**What to produce**
Set down exactly the lines below between the line holding "pub mod schedule;" and the line holding "Sending half of an abort request.", inclusive; no other line belongs in the answer.
--- Data in this exercise ---
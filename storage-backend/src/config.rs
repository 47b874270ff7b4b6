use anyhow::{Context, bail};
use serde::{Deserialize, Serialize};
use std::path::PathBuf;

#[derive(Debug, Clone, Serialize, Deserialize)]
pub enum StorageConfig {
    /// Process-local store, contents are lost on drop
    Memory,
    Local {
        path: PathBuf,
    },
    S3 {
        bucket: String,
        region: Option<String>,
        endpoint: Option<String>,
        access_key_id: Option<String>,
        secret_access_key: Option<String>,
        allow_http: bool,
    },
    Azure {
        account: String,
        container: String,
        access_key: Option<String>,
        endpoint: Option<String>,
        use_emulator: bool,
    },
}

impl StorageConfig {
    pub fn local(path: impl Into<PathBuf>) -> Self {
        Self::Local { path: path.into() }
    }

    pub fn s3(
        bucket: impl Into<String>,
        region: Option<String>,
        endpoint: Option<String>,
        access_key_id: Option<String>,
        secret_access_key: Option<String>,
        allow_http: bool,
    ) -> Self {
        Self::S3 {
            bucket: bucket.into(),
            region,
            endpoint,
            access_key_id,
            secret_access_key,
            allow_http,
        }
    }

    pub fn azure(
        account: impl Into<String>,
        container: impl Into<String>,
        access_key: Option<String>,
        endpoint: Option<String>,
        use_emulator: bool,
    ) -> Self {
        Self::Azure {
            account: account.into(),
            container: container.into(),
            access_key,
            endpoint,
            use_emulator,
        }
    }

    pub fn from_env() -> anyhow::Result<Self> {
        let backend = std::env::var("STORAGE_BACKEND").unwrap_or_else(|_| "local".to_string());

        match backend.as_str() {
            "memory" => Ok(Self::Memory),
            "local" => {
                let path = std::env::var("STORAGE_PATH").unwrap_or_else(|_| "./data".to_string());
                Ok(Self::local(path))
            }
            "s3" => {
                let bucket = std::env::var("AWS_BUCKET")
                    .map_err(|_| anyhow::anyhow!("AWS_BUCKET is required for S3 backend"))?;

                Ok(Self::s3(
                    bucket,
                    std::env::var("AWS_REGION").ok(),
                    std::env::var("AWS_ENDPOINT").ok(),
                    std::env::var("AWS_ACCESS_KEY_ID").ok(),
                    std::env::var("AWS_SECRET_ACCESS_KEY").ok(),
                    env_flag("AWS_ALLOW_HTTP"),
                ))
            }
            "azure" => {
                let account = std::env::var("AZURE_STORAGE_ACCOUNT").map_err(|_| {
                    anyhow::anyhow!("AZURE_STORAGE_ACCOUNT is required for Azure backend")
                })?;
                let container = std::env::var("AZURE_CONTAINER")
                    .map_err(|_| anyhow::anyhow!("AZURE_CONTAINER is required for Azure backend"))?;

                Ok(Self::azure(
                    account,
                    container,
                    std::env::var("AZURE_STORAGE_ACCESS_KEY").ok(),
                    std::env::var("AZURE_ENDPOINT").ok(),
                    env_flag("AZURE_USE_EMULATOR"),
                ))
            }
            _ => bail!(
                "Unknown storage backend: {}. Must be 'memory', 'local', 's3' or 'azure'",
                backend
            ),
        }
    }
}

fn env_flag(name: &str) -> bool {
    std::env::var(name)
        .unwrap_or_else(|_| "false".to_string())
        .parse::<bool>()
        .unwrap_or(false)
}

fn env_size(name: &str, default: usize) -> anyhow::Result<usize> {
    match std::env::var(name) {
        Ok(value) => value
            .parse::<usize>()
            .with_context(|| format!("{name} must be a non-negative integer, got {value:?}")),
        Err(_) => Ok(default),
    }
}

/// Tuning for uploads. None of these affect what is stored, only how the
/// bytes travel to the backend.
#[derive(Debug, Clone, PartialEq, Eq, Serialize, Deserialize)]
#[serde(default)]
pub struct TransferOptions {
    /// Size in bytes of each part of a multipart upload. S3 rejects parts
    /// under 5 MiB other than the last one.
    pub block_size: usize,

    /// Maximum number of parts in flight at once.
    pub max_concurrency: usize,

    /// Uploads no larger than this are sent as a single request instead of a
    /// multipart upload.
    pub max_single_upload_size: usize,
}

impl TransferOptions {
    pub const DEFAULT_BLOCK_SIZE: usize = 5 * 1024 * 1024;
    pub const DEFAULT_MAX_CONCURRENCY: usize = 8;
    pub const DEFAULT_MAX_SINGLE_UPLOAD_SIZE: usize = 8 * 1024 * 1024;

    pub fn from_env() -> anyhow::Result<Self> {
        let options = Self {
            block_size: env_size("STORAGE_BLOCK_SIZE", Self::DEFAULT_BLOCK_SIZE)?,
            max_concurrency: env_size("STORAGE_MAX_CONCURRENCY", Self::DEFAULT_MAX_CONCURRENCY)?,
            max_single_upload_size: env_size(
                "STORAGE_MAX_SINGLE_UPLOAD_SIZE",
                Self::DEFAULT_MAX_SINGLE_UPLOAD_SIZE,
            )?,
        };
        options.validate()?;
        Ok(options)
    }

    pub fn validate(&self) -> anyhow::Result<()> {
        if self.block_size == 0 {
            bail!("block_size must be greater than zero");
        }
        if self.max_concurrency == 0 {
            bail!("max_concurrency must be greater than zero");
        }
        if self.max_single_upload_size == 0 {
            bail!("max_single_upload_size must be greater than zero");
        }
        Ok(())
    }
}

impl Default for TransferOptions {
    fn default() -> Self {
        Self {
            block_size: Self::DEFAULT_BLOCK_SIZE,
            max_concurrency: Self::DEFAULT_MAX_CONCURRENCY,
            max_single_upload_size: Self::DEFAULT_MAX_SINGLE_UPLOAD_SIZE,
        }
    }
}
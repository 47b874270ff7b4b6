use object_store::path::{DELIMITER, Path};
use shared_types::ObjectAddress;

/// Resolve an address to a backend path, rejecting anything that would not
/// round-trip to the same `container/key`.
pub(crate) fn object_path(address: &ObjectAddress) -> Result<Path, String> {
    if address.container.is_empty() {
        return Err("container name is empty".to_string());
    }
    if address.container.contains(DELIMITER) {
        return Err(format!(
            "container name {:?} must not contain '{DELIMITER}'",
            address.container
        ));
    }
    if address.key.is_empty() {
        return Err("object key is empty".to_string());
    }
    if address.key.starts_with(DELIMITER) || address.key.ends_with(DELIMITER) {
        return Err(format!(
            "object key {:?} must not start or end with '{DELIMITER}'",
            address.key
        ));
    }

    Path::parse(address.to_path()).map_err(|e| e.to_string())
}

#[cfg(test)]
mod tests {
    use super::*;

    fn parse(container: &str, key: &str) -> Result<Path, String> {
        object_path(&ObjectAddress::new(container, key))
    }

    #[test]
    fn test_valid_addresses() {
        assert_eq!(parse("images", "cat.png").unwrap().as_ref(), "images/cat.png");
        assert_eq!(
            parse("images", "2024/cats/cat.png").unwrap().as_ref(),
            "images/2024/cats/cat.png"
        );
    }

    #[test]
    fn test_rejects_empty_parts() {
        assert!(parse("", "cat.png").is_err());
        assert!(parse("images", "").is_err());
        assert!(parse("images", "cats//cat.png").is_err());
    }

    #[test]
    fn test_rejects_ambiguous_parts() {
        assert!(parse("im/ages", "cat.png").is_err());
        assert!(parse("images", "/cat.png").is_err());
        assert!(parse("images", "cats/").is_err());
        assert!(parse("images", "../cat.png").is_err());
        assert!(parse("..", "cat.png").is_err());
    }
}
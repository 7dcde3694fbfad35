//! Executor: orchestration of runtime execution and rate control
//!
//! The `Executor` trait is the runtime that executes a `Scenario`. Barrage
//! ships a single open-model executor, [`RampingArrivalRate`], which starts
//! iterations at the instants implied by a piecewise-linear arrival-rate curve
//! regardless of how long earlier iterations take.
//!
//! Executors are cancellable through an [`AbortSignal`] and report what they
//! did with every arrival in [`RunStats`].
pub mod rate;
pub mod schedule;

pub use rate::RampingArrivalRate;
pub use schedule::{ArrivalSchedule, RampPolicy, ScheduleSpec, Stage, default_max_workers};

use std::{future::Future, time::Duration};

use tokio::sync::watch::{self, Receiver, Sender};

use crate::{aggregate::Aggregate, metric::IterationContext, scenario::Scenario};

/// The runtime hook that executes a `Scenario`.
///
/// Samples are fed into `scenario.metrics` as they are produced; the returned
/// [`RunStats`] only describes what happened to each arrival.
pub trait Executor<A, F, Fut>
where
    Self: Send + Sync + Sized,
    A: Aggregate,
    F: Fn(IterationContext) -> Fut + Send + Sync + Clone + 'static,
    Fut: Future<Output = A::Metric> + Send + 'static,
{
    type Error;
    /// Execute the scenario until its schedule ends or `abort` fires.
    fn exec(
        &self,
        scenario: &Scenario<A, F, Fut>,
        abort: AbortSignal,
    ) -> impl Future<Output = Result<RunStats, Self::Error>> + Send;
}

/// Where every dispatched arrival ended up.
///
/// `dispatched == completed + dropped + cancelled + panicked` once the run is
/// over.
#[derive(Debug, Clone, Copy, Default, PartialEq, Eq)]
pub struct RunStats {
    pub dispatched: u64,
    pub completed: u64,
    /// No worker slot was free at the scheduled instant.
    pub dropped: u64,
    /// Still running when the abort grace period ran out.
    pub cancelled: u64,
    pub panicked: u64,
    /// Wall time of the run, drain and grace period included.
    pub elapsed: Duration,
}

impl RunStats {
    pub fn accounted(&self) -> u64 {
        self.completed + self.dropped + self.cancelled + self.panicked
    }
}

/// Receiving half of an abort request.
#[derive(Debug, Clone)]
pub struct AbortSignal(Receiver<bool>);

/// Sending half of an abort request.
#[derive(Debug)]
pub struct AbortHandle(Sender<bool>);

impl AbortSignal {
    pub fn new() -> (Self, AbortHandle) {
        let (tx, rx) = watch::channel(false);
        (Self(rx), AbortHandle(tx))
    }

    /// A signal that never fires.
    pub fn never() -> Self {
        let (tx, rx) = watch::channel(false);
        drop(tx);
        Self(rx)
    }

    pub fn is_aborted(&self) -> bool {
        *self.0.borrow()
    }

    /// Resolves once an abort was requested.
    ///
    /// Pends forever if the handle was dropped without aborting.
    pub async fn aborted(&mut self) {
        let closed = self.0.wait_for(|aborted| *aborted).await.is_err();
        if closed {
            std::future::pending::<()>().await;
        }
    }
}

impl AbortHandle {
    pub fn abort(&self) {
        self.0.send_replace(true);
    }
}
---
--- Data in this exercise ---
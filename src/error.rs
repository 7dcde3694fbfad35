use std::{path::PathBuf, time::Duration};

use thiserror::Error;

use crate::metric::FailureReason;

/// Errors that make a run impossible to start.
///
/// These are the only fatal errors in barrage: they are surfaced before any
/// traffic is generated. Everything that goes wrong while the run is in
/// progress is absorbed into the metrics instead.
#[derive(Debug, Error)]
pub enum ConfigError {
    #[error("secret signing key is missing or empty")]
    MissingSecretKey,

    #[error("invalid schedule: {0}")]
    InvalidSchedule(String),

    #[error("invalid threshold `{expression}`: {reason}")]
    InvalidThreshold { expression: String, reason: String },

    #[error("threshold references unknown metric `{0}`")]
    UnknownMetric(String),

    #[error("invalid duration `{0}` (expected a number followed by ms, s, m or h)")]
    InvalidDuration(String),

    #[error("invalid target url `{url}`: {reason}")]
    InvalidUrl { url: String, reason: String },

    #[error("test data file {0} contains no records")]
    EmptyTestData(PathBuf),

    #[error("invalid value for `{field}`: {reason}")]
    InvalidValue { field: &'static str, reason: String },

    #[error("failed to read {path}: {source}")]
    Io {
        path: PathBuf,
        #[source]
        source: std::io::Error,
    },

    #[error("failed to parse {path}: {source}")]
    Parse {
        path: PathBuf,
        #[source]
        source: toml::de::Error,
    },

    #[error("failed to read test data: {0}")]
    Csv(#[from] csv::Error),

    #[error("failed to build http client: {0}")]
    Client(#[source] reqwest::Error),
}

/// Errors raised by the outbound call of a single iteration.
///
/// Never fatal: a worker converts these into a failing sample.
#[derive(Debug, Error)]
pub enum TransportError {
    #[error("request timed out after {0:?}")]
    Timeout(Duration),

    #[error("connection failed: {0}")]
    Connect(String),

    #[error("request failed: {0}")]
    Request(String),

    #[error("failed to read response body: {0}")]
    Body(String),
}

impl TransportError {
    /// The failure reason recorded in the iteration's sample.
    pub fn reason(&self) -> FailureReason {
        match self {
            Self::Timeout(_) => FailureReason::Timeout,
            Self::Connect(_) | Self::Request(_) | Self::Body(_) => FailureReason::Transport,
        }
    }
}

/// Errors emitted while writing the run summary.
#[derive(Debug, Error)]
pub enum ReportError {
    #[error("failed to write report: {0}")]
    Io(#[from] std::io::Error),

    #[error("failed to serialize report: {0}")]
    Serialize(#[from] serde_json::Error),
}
---
--- Data in this exercise ---
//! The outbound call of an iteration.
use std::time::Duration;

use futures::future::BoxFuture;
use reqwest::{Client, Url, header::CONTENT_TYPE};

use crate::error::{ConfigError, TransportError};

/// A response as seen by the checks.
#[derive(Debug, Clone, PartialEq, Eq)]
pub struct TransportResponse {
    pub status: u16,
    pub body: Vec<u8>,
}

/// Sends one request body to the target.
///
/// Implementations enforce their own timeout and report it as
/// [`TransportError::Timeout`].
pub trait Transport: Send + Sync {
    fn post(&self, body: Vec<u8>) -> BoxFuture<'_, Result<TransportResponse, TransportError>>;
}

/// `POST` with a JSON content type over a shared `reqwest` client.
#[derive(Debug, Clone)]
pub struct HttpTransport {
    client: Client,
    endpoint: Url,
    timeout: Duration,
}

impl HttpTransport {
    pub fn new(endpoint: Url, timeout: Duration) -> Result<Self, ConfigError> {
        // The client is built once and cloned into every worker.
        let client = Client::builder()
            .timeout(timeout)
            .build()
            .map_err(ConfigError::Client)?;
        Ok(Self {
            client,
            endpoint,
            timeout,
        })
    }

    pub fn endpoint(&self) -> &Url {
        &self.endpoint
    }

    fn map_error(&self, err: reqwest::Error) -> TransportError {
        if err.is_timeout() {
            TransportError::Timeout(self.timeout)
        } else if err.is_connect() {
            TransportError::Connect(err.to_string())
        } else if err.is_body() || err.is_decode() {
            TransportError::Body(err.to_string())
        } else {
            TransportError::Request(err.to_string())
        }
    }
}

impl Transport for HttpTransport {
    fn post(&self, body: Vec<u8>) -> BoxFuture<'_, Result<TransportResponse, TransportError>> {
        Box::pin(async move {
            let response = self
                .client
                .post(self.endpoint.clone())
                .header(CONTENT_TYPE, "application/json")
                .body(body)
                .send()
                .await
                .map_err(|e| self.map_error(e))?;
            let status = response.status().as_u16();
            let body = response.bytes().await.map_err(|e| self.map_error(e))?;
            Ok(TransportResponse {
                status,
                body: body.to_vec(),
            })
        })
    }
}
---
**Problem solution**
pub mod schedule;

pub use rate::RampingArrivalRate;
pub use schedule::{ArrivalSchedule, RampPolicy, ScheduleSpec, Stage, default_max_workers};

use std::{future::Future, time::Duration};

use tokio::sync::watch::{self, Receiver, Sender};

use crate::{aggregate::Aggregate, metric::IterationContext, scenario::Scenario};

/// The runtime hook that executes a `Scenario`.
///
/// Samples are fed into `scenario.metrics` as they are produced; the returned
/// [`RunStats`] only describes what happened to each arrival.
pub trait Executor<A, F, Fut>
where
    Self: Send + Sync + Sized,
    A: Aggregate,
    F: Fn(IterationContext) -> Fut + Send + Sync + Clone + 'static,
    Fut: Future<Output = A::Metric> + Send + 'static,
{
    type Error;
    /// Execute the scenario until its schedule ends or `abort` fires.
    fn exec(
        &self,
        scenario: &Scenario<A, F, Fut>,
        abort: AbortSignal,
    ) -> impl Future<Output = Result<RunStats, Self::Error>> + Send;
}

/// Where every dispatched arrival ended up.
///
/// `dispatched == completed + dropped + cancelled + panicked` once the run is
/// over.
#[derive(Debug, Clone, Copy, Default, PartialEq, Eq)]
pub struct RunStats {
    pub dispatched: u64,
    pub completed: u64,
    /// No worker slot was free at the scheduled instant.
    pub dropped: u64,
    /// Still running when the abort grace period ran out.
    pub cancelled: u64,
    pub panicked: u64,
    /// Wall time of the run, drain and grace period included.
    pub elapsed: Duration,
}

impl RunStats {
    pub fn accounted(&self) -> u64 {
        self.completed + self.dropped + self.cancelled + self.panicked
    }
}

/// Receiving half of an abort request.
#[derive(Debug, Clone)]
pub struct AbortSignal(Receiver<bool>);

/// Sending half of an abort request.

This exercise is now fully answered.